AARON: I try to hammer out a first draft as quickly as I can, particularly when working in a short story or comic book issue format, and then I spend weeks reworking, editing, critiquing. I also have a few writer friends who edit my work for me. That is usually the last step in my process. Once another writer critiques it and I do my final rewrites, then I send a script on to the artist!
JMH: Do your stories carry a message?
AARON: Yes. All of them do, even the ones I don't intentionally place in my stories are there. A good writer always has something to say with his work, always.
JMH: Do you feel more comfortable with writing prose or comic book sequential storytelling?
AARON: I don't think there is one that I feel "more comfortable" with. I just like writing!
JMH: What are your thoughts on the DC Reboot/Relaunch?

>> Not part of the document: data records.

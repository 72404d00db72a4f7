//! Build script rendering the `stratus` manual pages.
//!
//! One page covers the top-level command and one page is written per
//! subcommand (`stratus-bootstrap.1`, `stratus-scale.1`, ...), all into the
//! build output directory.

use std::env;
use std::fs;
use std::io::{self, Write};
use std::path::{Path, PathBuf};

use clap::CommandFactory;
use clap_mangen::Man;

#[path = "src/cli/mod.rs"]
#[expect(dead_code, reason = "the build script only renders the parser")]
mod cli;

fn render(command: clap::Command, title: &str, target: &Path) -> io::Result<()> {
    let mut buffer = Vec::new();
    Man::new(command).title(title).render(&mut buffer)?;
    fs::write(target, buffer)
}

fn main() -> Result<(), Box<dyn std::error::Error>> {
    let mut stdout = io::stdout();
    writeln!(stdout, "cargo:rerun-if-changed=build.rs")?;
    writeln!(stdout, "cargo:rerun-if-changed=src/cli/mod.rs")?;

    let out_dir = env::var_os("OUT_DIR")
        .map(PathBuf::from)
        .ok_or_else(|| io::Error::new(io::ErrorKind::NotFound, "OUT_DIR was not set"))?;

    let command = cli::Cli::command();
    for sub in command.get_subcommands() {
        let page = format!("stratus-{}", sub.get_name());
        let target = out_dir.join(format!("{page}.1"));
        render(sub.clone(), &page, &target)?;
    }
    render(command, "stratus", &out_dir.join("stratus.1"))?;

    Ok(())
}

AARON: I'm a big fan, big. Do I like every book? No. But every book isn't meant for me. I do read more DC books now than I ever have and I have to applaud them on their balls to do something like this. It is a bold move in an industry where a good chunk of the fanbase is made up of people who don't like the change and get angry over the littlest things. I think sales though are telling the world that this is a success, right? Last I heard they were up.
JMH: What do you think Marvel's response will be?
AARON: If Marvel's got any sense they will suck it up and admit it is a brilliant idea and just do the exact same thing, except maybe go one up and don't offer themselves a "way out" in the form of a mysterious red, hooded lady. You know, really "commit." It feels like DCnU is a one up on Ultimate Marvel. So Marvel is going to have to one up DC now and the only way to do it is to start the line over, just like DC, but make it feel like it has more sticking power. I hope they do it. I think the Ultimate universe kind of lost its way. It became too dark, trying so hard not to be Marvel 616. But what DC did was kind of combine the ideas of a new universe with the old one into the DCnU, giving it a sense of modernity while at the same time keeping it based in a world familiar enough with the old one so that there is a balance. Obviously I'm pretty passionate about this . . . .
JMH: What future projects are in the works?
AARON: Right now I don't have a lot in the works for comics. Our goal is for these four mini-series to lead into a team book that runs 4-6 issues then go from there. We've really got to see how sales go before we get to that point though, because frankly, if they aren't going to sell, I’m not going to write them. But outside of the comic book world, I do have my novel coming out soon, The ABCs of Dinkology, which combines sequential art pages with prose, poetry, music, and endnotes, into some kind of crazy mishmash of writing. I'm also working on a zombie novel based on my short story that appears in Dark Moon Presents: Zombies! an anthology of short zombie stories. Finally, I'm the adviser for a high school yearbook that is going to blow the roof off of the concept of high school yearbooks. So, you know, the sky is the limit right now
JMH: Where can fans get a hold of your books?
AARON: All of them are or will be available at Amazon, plus comic book stores, book stores, etc. In short, where books are sold, you should be able to find them.
JMH: Anything else you'd like to mention that we haven't covered yet?
AARON: I don't think so--just that this line, "The Wave" is a well done, smart, fun creation and I recommend it to everyone who like superhero comic books.
JMH: Aaron, CBI appreciates your time! All the best!
AARON: Thanks for having me! It's been a pleasure.